### Task instructions
Reproduce the listing below precisely, leaving every line intact.

※ ※ ※

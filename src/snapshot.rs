//! Read-only view of a tick, for whatever draws the game.
//!
//! Built fresh on request; holds copies, never references into the world.

use crate::config::Tunables;
use crate::entities::{
    Enemy, EnemyFacing, EnemyId, EnemyKind, Facing, Vec2, World,
};
use crate::waves::{ActiveWave, WavePhase};

#[derive(Clone, Debug, PartialEq)]
pub struct PlayerView {
    pub pos: Vec2,
    pub facing: Facing,
    /// Drawn faded while the hit flash is on.
    pub translucent: bool,
    pub dead: bool,
}

#[derive(Clone, Copy, Debug, PartialEq, Eq)]
pub enum HealthTier {
    Full,
    Damaged,
}

#[derive(Clone, Copy, Debug, PartialEq, Eq)]
pub enum EnemySprite {
    Alive { tier: HealthTier, facing: EnemyFacing },
    /// Index into the 9-frame death strip.
    Dying { frame: u32 },
}

#[derive(Clone, Debug, PartialEq)]
pub struct EnemyView {
    pub id: EnemyId,
    pub kind: EnemyKind,
    pub pos: Vec2,
    pub width: f32,
    pub height: f32,
    pub sprite: EnemySprite,
}

#[derive(Clone, Debug, PartialEq)]
pub struct EnemyBulletView {
    pub pos: Vec2,
    pub angle_deg: f32,
}

#[derive(Clone, Debug, PartialEq)]
pub struct WaveView {
    pub number: usize,
    pub count: usize,
    pub name: String,
    /// 0.0..=1.0; always 1.0 in the endless wave.
    pub progress: f32,
    pub completed: bool,
    pub endless: bool,
}

#[derive(Clone, Debug, PartialEq)]
pub enum DeathScreen {
    Hidden,
    /// Dead, but the screen's delay has not run out yet.
    Pending,
    Shown { score: u32, highscore: u32 },
}

#[derive(Clone, Debug, PartialEq)]
pub struct RenderSnapshot {
    pub frame: u64,
    pub width: f32,
    pub height: f32,
    pub player: PlayerView,
    pub enemies: Vec<EnemyView>,
    pub bullets: Vec<Vec2>,
    pub enemy_bullets: Vec<EnemyBulletView>,
    pub score: u32,
    pub health: i32,
    pub max_health: i32,
    pub wave: WaveView,
    pub death_screen: DeathScreen,
}

fn enemy_view(e: &Enemy) -> EnemyView {
    let sprite = if e.is_alive() {
        EnemySprite::Alive {
            tier: if e.health == e.max_health {
                HealthTier::Full
            } else {
                HealthTier::Damaged
            },
            facing: e.facing,
        }
    } else {
        EnemySprite::Dying {
            frame: e.death_frame(),
        }
    };
    EnemyView {
        id: e.id,
        kind: e.kind,
        pos: e.pos,
        width: e.width,
        height: e.height,
        sprite,
    }
}

pub fn build(
    world: &World,
    wave: &ActiveWave,
    wave_count: usize,
    highscore: u32,
    tunables: &Tunables,
    now_ms: u64,
) -> RenderSnapshot {
    let p = &world.player;

    let death_screen = match p.died_at {
        _ if !p.dead => DeathScreen::Hidden,
        Some(t) if now_ms.saturating_sub(t) > tunables.death_screen_delay_ms => {
            DeathScreen::Shown {
                score: p.score,
                highscore: highscore.max(p.score),
            }
        }
        _ => DeathScreen::Pending,
    };

    RenderSnapshot {
        frame: world.frame,
        width: world.width,
        height: world.height,
        player: PlayerView {
            pos: p.pos,
            facing: p.facing,
            translucent: !p.dead && p.flash.translucent(),
            dead: p.dead,
        },
        enemies: world
            .enemies
            .iter()
            .filter(|e| !e.death_anim_finished)
            .map(enemy_view)
            .collect(),
        bullets: world.bullets.iter().map(|b| b.pos).collect(),
        enemy_bullets: world
            .enemy_bullets
            .iter()
            .map(|b| EnemyBulletView {
                pos: b.pos,
                angle_deg: b.angle_deg,
            })
            .collect(),
        score: p.score,
        health: p.health,
        max_health: p.max_health,
        wave: WaveView {
            number: p.wave.number,
            count: wave_count,
            name: wave.record.name.clone(),
            progress: p.wave.fraction(wave.record.kill_target, wave_count),
            completed: p.wave.completed,
            endless: p.wave.phase(wave_count) == WavePhase::Endless,
        },
        death_screen,
    }
}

※ ※ ※

### Answer area
filename src/snapshot.rs
//! Read-only view of a tick, for whatever draws the game.
//!
//! Built fresh on request; holds copies, never references into the world.

use crate::config::Tunables;
use crate::entities::{
    Enemy, EnemyFacing, EnemyId, EnemyKind, Facing, Vec2, World,
};
use crate::waves::{ActiveWave, WavePhase};

#[derive(Clone, Debug, PartialEq)]
pub struct PlayerView {
    pub pos: Vec2,
    pub facing: Facing,
    /// Drawn faded while the hit flash is on.
    pub translucent: bool,
    pub dead: bool,
}

#[derive(Clone, Copy, Debug, PartialEq, Eq)]
pub enum HealthTier {
    Full,
    Damaged,
}

#[derive(Clone, Copy, Debug, PartialEq, Eq)]
pub enum EnemySprite {
    Alive { tier: HealthTier, facing: EnemyFacing },
    /// Index into the 9-frame death strip.
    Dying { frame: u32 },
}

#[derive(Clone, Debug, PartialEq)]
pub struct EnemyView {
    pub id: EnemyId,
    pub kind: EnemyKind,
    pub pos: Vec2,
    pub width: f32,
    pub height: f32,
    pub sprite: EnemySprite,
}

#[derive(Clone, Debug, PartialEq)]
pub struct EnemyBulletView {
    pub pos: Vec2,
    pub angle_deg: f32,
}

#[derive(Clone, Debug, PartialEq)]
pub struct WaveView {
    pub number: usize,
    pub count: usize,
    pub name: String,
    /// 0.0..=1.0; always 1.0 in the endless wave.
    pub progress: f32,
    pub completed: bool,
    pub endless: bool,
}

#[derive(Clone, Debug, PartialEq)]
pub enum DeathScreen {
    Hidden,
    /// Dead, but the screen's delay has not run out yet.
    Pending,
    Shown { score: u32, highscore: u32 },
}

#[derive(Clone, Debug, PartialEq)]
pub struct RenderSnapshot {
    pub frame: u64,
    pub width: f32,
    pub height: f32,
    pub player: PlayerView,
    pub enemies: Vec<EnemyView>,
    pub bullets: Vec<Vec2>,
    pub enemy_bullets: Vec<EnemyBulletView>,
    pub score: u32,
    pub health: i32,
    pub max_health: i32,
    pub wave: WaveView,
    pub death_screen: DeathScreen,
}

fn enemy_view(e: &Enemy) -> EnemyView {
    let sprite = if e.is_alive() {
        EnemySprite::Alive {
            tier: if e.health == e.max_health {
                HealthTier::Full
            } else {
                HealthTier::Damaged
            },
            facing: e.facing,
        }
    } else {
        EnemySprite::Dying {
            frame: e.death_frame(),
        }
    };
    EnemyView {
        id: e.id,
        kind: e.kind,
        pos: e.pos,
        width: e.width,
        height: e.height,
        sprite,
    }
}

pub fn build(
    world: &World,
    wave: &ActiveWave,
    wave_count: usize,
    highscore: u32,
    tunables: &Tunables,
    now_ms: u64,
) -> RenderSnapshot {
    let p = &world.player;

    let death_screen = match p.died_at {
        _ if !p.dead => DeathScreen::Hidden,
        Some(t) if now_ms.saturating_sub(t) > tunables.death_screen_delay_ms => {
            DeathScreen::Shown {
                score: p.score,
                highscore: highscore.max(p.score),
            }
        }
        _ => DeathScreen::Pending,
    };

    RenderSnapshot {
        frame: world.frame,
        width: world.width,
        height: world.height,
        player: PlayerView {
            pos: p.pos,
            facing: p.facing,
            translucent: !p.dead && p.flash.translucent(),
            dead: p.dead,
        },
        enemies: world
            .enemies
            .iter()
            .filter(|e| !e.death_anim_finished)
            .map(enemy_view)
            .collect(),
        bullets: world.bullets.iter().map(|b| b.pos).collect(),
        enemy_bullets: world
            .enemy_bullets
            .iter()
            .map(|b| EnemyBulletView {
                pos: b.pos,
                angle_deg: b.angle_deg,
            })
            .collect(),
        score: p.score,
        health: p.health,
        max_health: p.max_health,
        wave: WaveView {
            number: p.wave.number,
            count: wave_count,
            name: wave.record.name.clone(),
            progress: p.wave.fraction(wave.record.kill_target, wave_count),
            completed: p.wave.completed,
            endless: p.wave.phase(wave_count) == WavePhase::Endless,
        },
        death_screen,
    }
}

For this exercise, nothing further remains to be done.